Exercise objective — Using the data below, copy out all lines with the word "TcpListener".

Stored data
----

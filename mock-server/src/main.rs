use tokio::net::TcpListener;
use tracing_subscriber::EnvFilter;

#[tokio::main]
async fn main() -> Result<(), std::io::Error> {
    tracing_subscriber::fmt()
        .with_env_filter(EnvFilter::try_from_default_env().unwrap_or_else(|_| EnvFilter::new("info")))
        .init();

    let port = std::env::var("PORT").unwrap_or_else(|_| "5244".to_string());
    let addr = format!("127.0.0.1:{port}");
    let listener = TcpListener::bind(&addr).await?;
    tracing::info!(%addr, "stub AList server listening");
    mock_server::run(listener).await
}
//! Authentication endpoints: login, two-factor setup, current user.
//!
//! Nothing here hashes passwords or checks 2FA codes locally. The server
//! decides; the client only carries values across.

use crate::client::{AlistClient, Endpoint};
use crate::error::ApiError;
use crate::transport::NO_BODY;
use crate::types::{Credentials, LoginData, TwoFactorSecret, UserProfile, VerifyTwoFactor};

pub const LOGIN: Endpoint = Endpoint::post("/api/auth/login");
pub const LOGIN_HASH: Endpoint = Endpoint::post("/api/auth/login/hash");
pub const GENERATE_2FA: Endpoint = Endpoint::post("/api/auth/2fa/generate");
pub const VERIFY_2FA: Endpoint = Endpoint::post("/api/auth/2fa/verify");
pub const ME: Endpoint = Endpoint::get("/api/me");

impl AlistClient {
    /// Log in with a plaintext password and return the access token.
    ///
    /// `opt_code` is the current one-time code for accounts with 2FA enabled
    /// and is left out of the request when `None`.
    pub fn login(
        &self,
        username: &str,
        password: &str,
        opt_code: Option<&str>,
    ) -> Result<String, ApiError> {
        self.login_at(LOGIN, username, password, opt_code)
    }

    /// Log in with a password the caller has already hashed.
    pub fn login_with_hash(
        &self,
        username: &str,
        hashed_password: &str,
        opt_code: Option<&str>,
    ) -> Result<String, ApiError> {
        self.login_at(LOGIN_HASH, username, hashed_password, opt_code)
    }

    fn login_at(
        &self,
        endpoint: Endpoint,
        username: &str,
        password: &str,
        opt_code: Option<&str>,
    ) -> Result<String, ApiError> {
        let body = Credentials {
            username: username.to_string(),
            password: password.to_string(),
            opt_code: opt_code.map(str::to_string),
        };
        let data: LoginData = self.call(endpoint, None, Some(&body))?;
        Ok(data.token)
    }

    /// Start 2FA enrolment. The returned secret is what `verify_2fa` expects.
    pub fn generate_2fa(&self, token: &str) -> Result<TwoFactorSecret, ApiError> {
        self.call(GENERATE_2FA, Some(token), NO_BODY)
    }

    /// Confirm 2FA enrolment with a code derived from `secret`.
    pub fn verify_2fa(&self, token: &str, code: &str, secret: &str) -> Result<(), ApiError> {
        let body = VerifyTwoFactor {
            code: code.to_string(),
            secret: secret.to_string(),
        };
        self.call_unit(VERIFY_2FA, Some(token), Some(&body))
    }

    pub fn user_info(&self, token: &str) -> Result<UserProfile, ApiError> {
        self.call(ME, Some(token), NO_BODY)
    }
}

#[cfg(test)]
mod tests {
    use serde_json::json;

    use crate::client::testing::{body_json, client, BASE_URL};
    use crate::error::{ApiError, TransportError};
    use crate::http::HttpMethod;
    use crate::transport::testing::FakeExecutor;

    #[test]
    fn login_returns_token() {
        let fake = FakeExecutor::replying(200, r#"{"code":200,"message":"ok","data":{"token":"abc123"}}"#);
        let token = client(&fake).login("testuser", "testpassword", None).unwrap();
        assert_eq!(token, "abc123");

        let req = fake.last_request();
        assert_eq!(req.method, HttpMethod::Post);
        assert_eq!(req.url, format!("{BASE_URL}/api/auth/login"));
        assert_eq!(req.header("authorization"), None);
        assert_eq!(
            body_json(&fake),
            json!({"username": "testuser", "password": "testpassword"})
        );
    }

    #[test]
    fn login_wrong_password_is_api_error() {
        let fake = FakeExecutor::replying(200, r#"{"code":400,"message":"wrong password","data":null}"#);
        let err = client(&fake).login("testuser", "nope", None).unwrap_err();
        assert_eq!(
            err,
            ApiError::Api {
                code: 400,
                message: "wrong password".to_string()
            }
        );
    }

    #[test]
    fn login_sends_opt_code_when_given() {
        let fake = FakeExecutor::replying(200, r#"{"code":200,"message":"ok","data":{"token":"t"}}"#);
        client(&fake).login("testuser", "testpassword", Some("123456")).unwrap();
        assert_eq!(body_json(&fake)["opt_code"], "123456");
    }

    #[test]
    fn login_with_hash_passes_hash_through() {
        let fake = FakeExecutor::replying(200, r#"{"code":200,"message":"ok","data":{"token":"h1"}}"#);
        let token = client(&fake)
            .login_with_hash("testuser", "hashedpassword", None)
            .unwrap();
        assert_eq!(token, "h1");
        assert_eq!(fake.last_request().url, format!("{BASE_URL}/api/auth/login/hash"));
        assert_eq!(body_json(&fake)["password"], "hashedpassword");
    }

    #[test]
    fn login_gateway_error_is_protocol_error() {
        let fake = FakeExecutor::replying(502, "Bad Gateway");
        let err = client(&fake).login("testuser", "testpassword", None).unwrap_err();
        assert_eq!(
            err,
            ApiError::Protocol {
                status: 502,
                body: "Bad Gateway".to_string()
            }
        );
    }

    #[test]
    fn login_transport_failure_is_surfaced() {
        let fake = FakeExecutor::failing(TransportError::Connection("refused".to_string()));
        let err = client(&fake).login("testuser", "testpassword", None).unwrap_err();
        assert_eq!(err, ApiError::Transport(TransportError::Connection("refused".to_string())));
    }

    #[test]
    fn generate_2fa_sends_no_body() {
        let fake = FakeExecutor::replying(
            200,
            r#"{"code":200,"message":"success","data":{"qr":"data:image/png;base64,AAAA","secret":"JBSWY3DP"}}"#,
        );
        let secret = client(&fake).generate_2fa("abc123").unwrap();
        assert_eq!(secret.secret, "JBSWY3DP");

        let req = fake.last_request();
        assert_eq!(req.url, format!("{BASE_URL}/api/auth/2fa/generate"));
        assert_eq!(req.header("Authorization"), Some("Bearer abc123"));
        assert!(req.body.is_none());
    }

    #[test]
    fn verify_2fa_sends_code_and_secret() {
        let fake = FakeExecutor::replying(200, r#"{"code":200,"message":"success","data":null}"#);
        client(&fake).verify_2fa("abc123", "123456", "JBSWY3DP").unwrap();
        assert_eq!(body_json(&fake), json!({"code": "123456", "secret": "JBSWY3DP"}));
    }

    #[test]
    fn verify_2fa_bad_code_is_api_error() {
        let fake = FakeExecutor::replying(200, r#"{"code":400,"message":"Invalid 2FA code","data":null}"#);
        let err = client(&fake).verify_2fa("abc123", "000000", "JBSWY3DP").unwrap_err();
        assert_eq!(err.api_code(), Some(400));
    }

    #[test]
    fn user_info_uses_get() {
        let fake = FakeExecutor::replying(
            200,
            r#"{"code":200,"message":"success","data":{"id":1,"username":"testuser","password":"","base_path":"/","role":0,"disabled":false,"permission":0,"sso_id":"","opt":false}}"#,
        );
        let user = client(&fake).user_info("abc123").unwrap();
        assert_eq!(user.username, "testuser");

        let req = fake.last_request();
        assert_eq!(req.method, HttpMethod::Get);
        assert_eq!(req.url, format!("{BASE_URL}/api/me"));
    }

    #[test]
    fn user_info_with_bad_token_never_succeeds() {
        let fake = FakeExecutor::replying(200, r#"{"code":401,"message":"that token is invalid","data":null}"#);
        let err = client(&fake).user_info("").unwrap_err();
        assert_eq!(err.api_code(), Some(401));
    }

    #[test]
    fn user_info_shape_mismatch_is_decode_error() {
        let fake = FakeExecutor::replying(200, r#"{"code":200,"message":"success","data":{"id":"one"}}"#);
        let err = client(&fake).user_info("abc123").unwrap_err();
        assert!(matches!(err, ApiError::Decode(_)));
    }
}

----

Your solution —
use tokio::net::TcpListener;
    let listener = TcpListener::bind(&addr).await?;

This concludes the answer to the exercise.